Why, of course it would be my attempts at health.
Months ago, I decided to get into shape. I don’t know what brought it on, honestly. Maybe I decided I didn’t like the way I felt. Maybe it was the fact that every time I called People Magazine to submit my name for “Sexiest Man Alive,” they would abruptly and quite rudely hang up on me.
No matter the reason, I did it. I exercised and ate healthy and soon I had lost the weight of a small child or, if you would prefer, a very large ham. Or, for that matter, an incredibly small child holding a moderately sized ham. Really, there are dozens of ham/child combinations to compare my weight loss to. I had become a fraction of the person I previously was.
According to everyone in the world, this should make me feel good. People will spout off things like “I bet you feel like you have more energy.” Well, I do not. I do not feel good at all. In fact, I feel tired and, quite frankly, a bit sore.
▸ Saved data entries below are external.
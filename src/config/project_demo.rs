use std::env;
use std::fs;
use std::path::{Path, PathBuf};

use serde::{Deserialize, Serialize};

use super::geometry::RadiusTableConfig;
use crate::types::TrackHit;

#[derive(Clone, Debug, Default, Deserialize)]
pub struct OutputConfig {
    /// Write the JSON summary here instead of printing it.
    pub json_out: Option<PathBuf>,
}

/// Configuration of the `project_demo` binary.
#[derive(Clone, Debug, Deserialize)]
pub struct RuntimeConfig {
    /// JSON hit dump with one hit list per track.
    pub hits_path: PathBuf,
    #[serde(default)]
    pub output: OutputConfig,
    #[serde(default)]
    pub radius_table: RadiusTableConfig,
    #[serde(default)]
    pub verbosity: u8,
}

/// Hit dump format consumed by the demo: all tracks of one event.
#[derive(Clone, Debug, Deserialize)]
pub struct HitsFile {
    pub tracks: Vec<Vec<TrackHit>>,
}

pub fn load_config(path: &Path) -> Result<RuntimeConfig, String> {
    let contents = fs::read_to_string(path)
        .map_err(|e| format!("Failed to read config {}: {e}", path.display()))?;
    let config: RuntimeConfig = serde_json::from_str(&contents)
        .map_err(|e| format!("Failed to parse config {}: {e}", path.display()))?;
    Ok(config)
}

pub fn load_hits(path: &Path) -> Result<HitsFile, String> {
    let contents = fs::read_to_string(path)
        .map_err(|e| format!("Failed to read hits {}: {e}", path.display()))?;
    let hits: HitsFile = serde_json::from_str(&contents)
        .map_err(|e| format!("Failed to parse hits {}: {e}", path.display()))?;
    Ok(hits)
}

/// Pretty-prints a serializable value to disk.
pub fn write_json_file<T: Serialize>(path: &Path, value: &T) -> Result<(), String> {
    let json = serde_json::to_string_pretty(value)
        .map_err(|e| format!("Failed to serialize JSON: {e}"))?;
    fs::write(path, json).map_err(|e| format!("Failed to write {}: {e}", path.display()))
}

/// Reads the config path from the command line.
pub fn parse_cli(program: &str) -> Result<RuntimeConfig, String> {
    let mut args = env::args().skip(1);
    let Some(config_path) = args.next() else {
        return Err(format!("Usage: {program} <config.json>"));
    };
    load_config(Path::new(&config_path))
}
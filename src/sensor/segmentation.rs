use serde::{Deserialize, Serialize};

/// Pixel row/column address within one sensor chip.
#[derive(Clone, Copy, Debug, PartialEq, Eq, Serialize, Deserialize)]
pub struct Pixel {
    pub row: u32,
    pub col: u32,
}

/// Pixel-grid description of one monolithic sensor chip.
///
/// Rows run along the chip-local x axis, columns along z. The active
/// matrix is the physically sensitive area; the passive edges around it
/// belong to the readout periphery and never map to a pixel. All lengths
/// are centimeters.
///
/// The defaults describe the current sensor generation: 512 x 1024 pixels
/// at 26.88 um x 29.24 um pitch.
#[derive(Clone, Debug, PartialEq, Serialize, Deserialize)]
pub struct ChipSegmentation {
    pub n_rows: u32,
    pub n_cols: u32,
    pub pitch_row: f64,
    pub pitch_col: f64,
    /// Passive edge on the readout side (row direction).
    pub passive_edge_readout: f64,
    /// Passive edge opposite the readout (row direction).
    pub passive_edge_top: f64,
    /// Passive edge on either side (column direction).
    pub passive_edge_side: f64,
    pub sensor_thickness: f64,
}

impl Default for ChipSegmentation {
    fn default() -> Self {
        Self {
            n_rows: 512,
            n_cols: 1024,
            pitch_row: 26.88e-4,
            pitch_col: 29.24e-4,
            passive_edge_readout: 0.12,
            passive_edge_top: 37.44e-4,
            passive_edge_side: 29.12e-4,
            sensor_thickness: 30.0e-4,
        }
    }
}

impl ChipSegmentation {
    /// Extent of the active matrix along the row (x) direction.
    #[inline]
    pub fn active_size_rows(&self) -> f64 {
        self.n_rows as f64 * self.pitch_row
    }

    /// Extent of the active matrix along the column (z) direction.
    #[inline]
    pub fn active_size_cols(&self) -> f64 {
        self.n_cols as f64 * self.pitch_col
    }

    /// Full sensor extent along the row direction, passive edges included.
    pub fn sensor_size_rows(&self) -> f64 {
        self.active_size_rows() + self.passive_edge_top + self.passive_edge_readout
    }

    /// Full sensor extent along the column direction, passive edges included.
    pub fn sensor_size_cols(&self) -> f64 {
        self.active_size_cols() + 2.0 * self.passive_edge_side
    }

    pub fn n_pixels(&self) -> u64 {
        u64::from(self.n_rows) * u64::from(self.n_cols)
    }

    /// Raw chip-local to pixel-grid conversion without range checks.
    ///
    /// The row axis is inverted with respect to chip-local x: row 0 sits at
    /// the +x edge of the active matrix. Results may lie outside
    /// `[0, n_rows) x [0, n_cols)` for points off the active area.
    pub fn local_to_detector_unchecked(&self, x_row: f64, z_col: f64) -> (i64, i64) {
        let from_top = 0.5 * self.active_size_rows() - x_row;
        let from_left = z_col + 0.5 * self.active_size_cols();
        (
            (from_top / self.pitch_row).floor() as i64,
            (from_left / self.pitch_col).floor() as i64,
        )
    }

    /// Chip-local to pixel conversion; `None` when the point lies outside
    /// the active matrix.
    pub fn local_to_detector(&self, x_row: f64, z_col: f64) -> Option<Pixel> {
        let (row, col) = self.local_to_detector_unchecked(x_row, z_col);
        if row < 0 || row >= i64::from(self.n_rows) || col < 0 || col >= i64::from(self.n_cols) {
            return None;
        }
        Some(Pixel {
            row: row as u32,
            col: col as u32,
        })
    }

    /// Chip-local coordinates of the center of pixel (`row`, `col`), with
    /// no range check. Out-of-range indices extrapolate off the matrix.
    pub fn detector_to_local_unchecked(&self, row: i64, col: i64) -> (f64, f64) {
        let x = 0.5 * self.active_size_rows() - (row as f64 + 0.5) * self.pitch_row;
        let z = (col as f64 + 0.5) * self.pitch_col - 0.5 * self.active_size_cols();
        (x, z)
    }

    /// Chip-local coordinates of a pixel center; `None` for out-of-range
    /// indices.
    pub fn detector_to_local(&self, row: i64, col: i64) -> Option<(f64, f64)> {
        if row < 0 || row >= i64::from(self.n_rows) || col < 0 || col >= i64::from(self.n_cols) {
            return None;
        }
        Some(self.detector_to_local_unchecked(row, col))
    }

    /// Flattened pixel index. Row varies fastest: `idx = row + col * n_rows`.
    /// This convention is load-bearing for persisted pixel-index data.
    #[inline]
    pub fn linear_index(&self, pixel: Pixel) -> u64 {
        u64::from(pixel.row) + u64::from(pixel.col) * u64::from(self.n_rows)
    }

    /// Inverse of [`linear_index`](Self::linear_index).
    #[inline]
    pub fn index_to_pixel(&self, index: u64) -> Pixel {
        Pixel {
            row: (index % u64::from(self.n_rows)) as u32,
            col: (index / u64::from(self.n_rows)) as u32,
        }
    }
}
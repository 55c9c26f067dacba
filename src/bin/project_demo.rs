use barrel_reco::config::project_demo::{self, write_json_file};
use barrel_reco::diagnostics::ProjectionSummary;
use barrel_reco::ClusterRadialProjector;
use std::env;

fn main() {
    if let Err(err) = run() {
        eprintln!("Error: {err}");
        std::process::exit(1);
    }
}

fn run() -> Result<(), String> {
    let program = env::args()
        .next()
        .unwrap_or_else(|| "project_demo".to_string());
    let config = project_demo::parse_cli(&program)?;

    let hits = project_demo::load_hits(&config.hits_path)?;

    let mut projector = ClusterRadialProjector::new(config.radius_table.build());
    projector.set_verbosity(config.verbosity);

    let mut summary = ProjectionSummary::default();
    for track in &hits.tracks {
        let (_, diag) = projector.project_with_diagnostics(track);
        summary.absorb(&diag);
    }

    println!(
        "{} tracks ({} passed through), {} hits: {} moved, {} dropped, {:.3} ms",
        summary.tracks,
        summary.tracks_passed_through,
        summary.hits_total,
        summary.moved,
        summary.dropped,
        summary.elapsed_ms
    );

    if let Some(path) = &config.output.json_out {
        write_json_file(path, &summary)?;
        println!("JSON report written to {}", path.display());
    }

    Ok(())
}
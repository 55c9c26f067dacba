//! Projector hot-path benchmarks.
//!
//! Run with: cargo bench

use barrel_reco::fit::{circle_circle_intersection, circle_fit_by_taubin};
use barrel_reco::{ClusterRadialProjector, DetectorRegion, LayerRadiusTable, TrackHit};
use criterion::{black_box, criterion_group, criterion_main, Criterion};
use nalgebra::Vector3;

fn synthetic_track(table: &LayerRadiusTable) -> Vec<TrackHit> {
    (0..48u32)
        .filter_map(|layer| {
            let radius = table.get(layer as usize)? + 0.25;
            let sol = circle_circle_intersection(radius, 120.0, 0.0, 118.0)?;
            Some(TrackHit {
                key: u64::from(layer),
                layer: layer + 7,
                region: DetectorRegion::RadialSegmented,
                position: Vector3::new(sol.xplus, sol.yplus, 0.35 * radius + 1.5),
            })
        })
        .collect()
}

fn bench_circle_fit(c: &mut Criterion) {
    let table = LayerRadiusTable::default();
    let positions: Vec<Vector3<f64>> = synthetic_track(&table)
        .iter()
        .map(|h| h.position)
        .collect();

    c.bench_function("circle_fit_by_taubin_48", |b| {
        b.iter(|| circle_fit_by_taubin(black_box(&positions)))
    });
}

fn bench_project_track(c: &mut Criterion) {
    let table = LayerRadiusTable::default();
    let hits = synthetic_track(&table);
    let projector = ClusterRadialProjector::new(table);

    c.bench_function("project_track_48_clusters", |b| {
        b.iter(|| projector.project(black_box(&hits)))
    });
}

fn bench_project_batch(c: &mut Criterion) {
    let table = LayerRadiusTable::default();
    let tracks: Vec<Vec<TrackHit>> = (0..64).map(|_| synthetic_track(&table)).collect();
    let projector = ClusterRadialProjector::new(table);

    c.bench_function("project_tracks_64x48", |b| {
        b.iter(|| projector.project_tracks(black_box(&tracks)))
    });
}

criterion_group!(
    benches,
    bench_circle_fit,
    bench_project_track,
    bench_project_batch
);
criterion_main!(benches);
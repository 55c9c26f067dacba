#![doc = include_str!("../README.md")]

// Public modules (stable-ish surface)
pub mod config;
pub mod diagnostics;
pub mod projector;
pub mod sensor;
pub mod trigger;
pub mod types;

// Numerics shared by the components; public for tools and tests, but
// considered an unstable internal surface.
pub mod fit;

// --- High-level re-exports -------------------------------------------------

pub use crate::projector::{ClusterRadialProjector, LayerRadiusTable};
pub use crate::sensor::{ChipSegmentation, Pixel, SensorGeometry, SensorPixelMapper};
pub use crate::trigger::{JetTrigger, JetTriggerConfig, ParticleTrigger};
pub use crate::types::{ClusterKey, DetectorRegion, TrackHit};

// --- Prelude ---------------------------------------------------------------

/// Small prelude for quick experiments.
///
/// ```
/// use barrel_reco::prelude::*;
/// use nalgebra::Vector3;
///
/// let projector = ClusterRadialProjector::new(LayerRadiusTable::default());
/// let hits = vec![TrackHit {
///     key: 0,
///     layer: 7,
///     region: DetectorRegion::RadialSegmented,
///     position: Vector3::new(30.3, 0.0, 4.0),
/// }];
/// // a single segmented hit cannot constrain a circle: pass-through
/// assert_eq!(projector.project(&hits), hits);
/// ```
pub mod prelude {
    pub use crate::projector::{ClusterRadialProjector, LayerRadiusTable};
    pub use crate::sensor::{Pixel, SensorGeometry, SensorPixelMapper};
    pub use crate::types::{ClusterKey, DetectorRegion, TrackHit};
}
use log::debug;
use serde::{Deserialize, Serialize};

use super::jets::{cluster, JetDefinition};
use super::kinematics::GenParticle;
use crate::diagnostics::TriggerDiagnostics;

/// Configuration of the jet-based event filter.
#[derive(Clone, Copy, Debug, PartialEq, Serialize, Deserialize)]
#[serde(default)]
pub struct JetTriggerConfig {
    /// Minimum jet transverse momentum (GeV). Zero or negative accepts
    /// every event.
    pub threshold: f64,
    pub jet_definition: JetDefinition,
    /// Jets are only counted within this pseudorapidity acceptance.
    pub max_abs_eta: f64,
    /// When set, at most this many events are accepted; all later events
    /// are rejected so parallel generator streams stay aligned on the
    /// same event count.
    pub event_quota: Option<u64>,
}

impl Default for JetTriggerConfig {
    fn default() -> Self {
        Self {
            threshold: 0.0,
            jet_definition: JetDefinition::default(),
            max_abs_eta: 1.1,
            event_quota: None,
        }
    }
}

/// Event filter accepting events that contain at least one jet above the
/// configured transverse-momentum threshold within the central acceptance.
///
/// Unlike the geometry components this filter is stateful: it counts seen
/// and accepted events to implement the optional quota.
#[derive(Clone, Debug)]
pub struct JetTrigger {
    config: JetTriggerConfig,
    n_seen: u64,
    n_accepted: u64,
}

impl JetTrigger {
    pub fn new(config: JetTriggerConfig) -> Self {
        Self {
            config,
            n_seen: 0,
            n_accepted: 0,
        }
    }

    pub fn config(&self) -> &JetTriggerConfig {
        &self.config
    }

    /// Evaluates one event; returns whether it passes the filter.
    pub fn process_event(&mut self, event: &[GenParticle]) -> bool {
        self.n_seen += 1;

        if let Some(quota) = self.config.event_quota {
            if self.n_accepted >= quota {
                return false;
            }
        }

        let good = self.is_good_event(event);
        if good {
            self.n_accepted += 1;
        }
        good
    }

    fn is_good_event(&self, event: &[GenParticle]) -> bool {
        if self.config.threshold <= 0.0 {
            return true;
        }

        let input: Vec<_> = event
            .iter()
            .filter(|p| is_clusterable(p))
            .map(|p| p.momentum)
            .collect();
        if input.is_empty() {
            return false;
        }

        let jets = cluster(&input, &self.config.jet_definition);
        let above = jets
            .iter()
            .filter(|jet| {
                jet.momentum.eta().abs() <= self.config.max_abs_eta
                    && jet.momentum.pt() > self.config.threshold
            })
            .count();
        debug!(
            "jet trigger: {} jets, {} above {} GeV",
            jets.len(),
            above,
            self.config.threshold
        );
        above > 0
    }

    pub fn events_seen(&self) -> u64 {
        self.n_seen
    }

    pub fn events_accepted(&self) -> u64 {
        self.n_accepted
    }

    pub fn diagnostics(&self) -> TriggerDiagnostics {
        TriggerDiagnostics {
            events_seen: self.n_seen,
            events_accepted: self.n_accepted,
        }
    }
}

/// Final-state particles enter the clustering; neutrinos and the rest of
/// the 12..=18 PDG block do not reach the calorimeters and are excluded.
fn is_clusterable(particle: &GenParticle) -> bool {
    if !particle.is_final_state() {
        return false;
    }
    let pdg = particle.pdg_id.abs();
    !(12..=18).contains(&pdg)
}

#[cfg(test)]
mod tests {
    use super::*;
    use crate::trigger::kinematics::FourMomentum;

    fn final_state(px: f64, py: f64, pz: f64) -> GenParticle {
        let e = (px * px + py * py + pz * pz).sqrt();
        GenParticle {
            momentum: FourMomentum::new(px, py, pz, e),
            pdg_id: 211,
            status: 1,
            barcode: 0,
            parent_pdg: None,
        }
    }

    #[test]
    fn zero_threshold_accepts_everything() {
        let mut trigger = JetTrigger::new(JetTriggerConfig::default());
        assert!(trigger.process_event(&[]));
        assert_eq!(trigger.events_accepted(), 1);
    }

    #[test]
    fn hard_central_jet_fires_the_trigger() {
        let mut trigger = JetTrigger::new(JetTriggerConfig {
            threshold: 10.0,
            ..Default::default()
        });
        assert!(trigger.process_event(&[final_state(20.0, 0.0, 0.0)]));
        assert!(!trigger.process_event(&[final_state(5.0, 0.0, 0.0)]));
    }

    #[test]
    fn forward_jet_is_outside_acceptance() {
        let mut trigger = JetTrigger::new(JetTriggerConfig {
            threshold: 10.0,
            ..Default::default()
        });
        // pt above threshold but |eta| well beyond 1.1
        assert!(!trigger.process_event(&[final_state(20.0, 0.0, 100.0)]));
    }

    #[test]
    fn neutrinos_do_not_cluster() {
        let mut trigger = JetTrigger::new(JetTriggerConfig {
            threshold: 10.0,
            ..Default::default()
        });
        let mut nu = final_state(20.0, 0.0, 0.0);
        nu.pdg_id = 12;
        assert!(!trigger.process_event(&[nu]));
    }

    #[test]
    fn quota_caps_accepted_events() {
        let mut trigger = JetTrigger::new(JetTriggerConfig {
            event_quota: Some(2),
            ..Default::default()
        });
        assert!(trigger.process_event(&[]));
        assert!(trigger.process_event(&[]));
        assert!(!trigger.process_event(&[]));
        assert_eq!(trigger.events_seen(), 3);
        assert_eq!(trigger.events_accepted(), 2);
    }
}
I have spent the better part of the day walking like an old man desperately in need of a hip transplant because apparently running is a thing healthy people are supposed to do.
Yes, now I am obligated to exercise and eat healthy every day. If I don’t, the last few months of work will be all for naught. I will have to replace my new clothing with much bigger and less flattering clothing. It has become a daily torture that I must endure.
To make things even worse, apparently all healthy people want to do is discuss being healthy. As I am now forced into the group, I must endure this daily. The other day, a girl I know was talking about her new workout regimen.
“I just feel so great!” she declared with the gusto that people who love to workout often have. She looked towards me for reassurance that this is the proper emotion. I just scoffed, shook my head, then slowly limped away. Another coworker decided to suggest a new workout for me. It’s called “Insanity.” Apparently he missed the memo that I refuse to do any sort of physical activity that implies the user must be mentally ill to participate. If it was called “Sane and Fairly Realistic,” then I might give it a shot.
Then there is the food. All I have wanted for the last few months is pizza. I want a pizza so badly that if I were to find a magical wish granting genie, I would blow through all of my wishes by asking for some Papa John’s.
“No, but you can make the crust out of cauliflower,” someone told me. Then they proceeded to tell me how it was an okay substitute for an actual pizza. I feel incredibly certain that if I were to eat this magical cauliflower crust pizza, the only result would be me still wanting pizza and me despising the person who suggested this as a substitute. There is a reason pizza crust is made the way it is. That would be because it is delicious. Cauliflower is decidedly not delicious.
While we’re at it, I would like to set a ground rule. If you have something interesting to tell me about healthy foods and that interesting thing is a way to prepare quinoa, you are now no longer to be in my presence. If I wanted to eat something that was the texture of very dry soil, I would just go dig up my backyard. It would be a lot cheaper than quinoa and I wouldn’t be forced into a trip to Whole Foods for whatever bizarre ingredient is used to soup up a dreary pile of whole grains.
Maybe I should just give up and drift into a joyous sea of pizza and TV until the day that my body, filled with saturated fats and cholesterol, cries “uncle.” Sure, my life would be much shorter, but imagine how happy I would be with greasy cheese all over my dopey pizza-infused grin.
Besides, apparently my body is going to fall apart either way. I’m pretty sure I would rather it was pizza that killed me than a treadmill.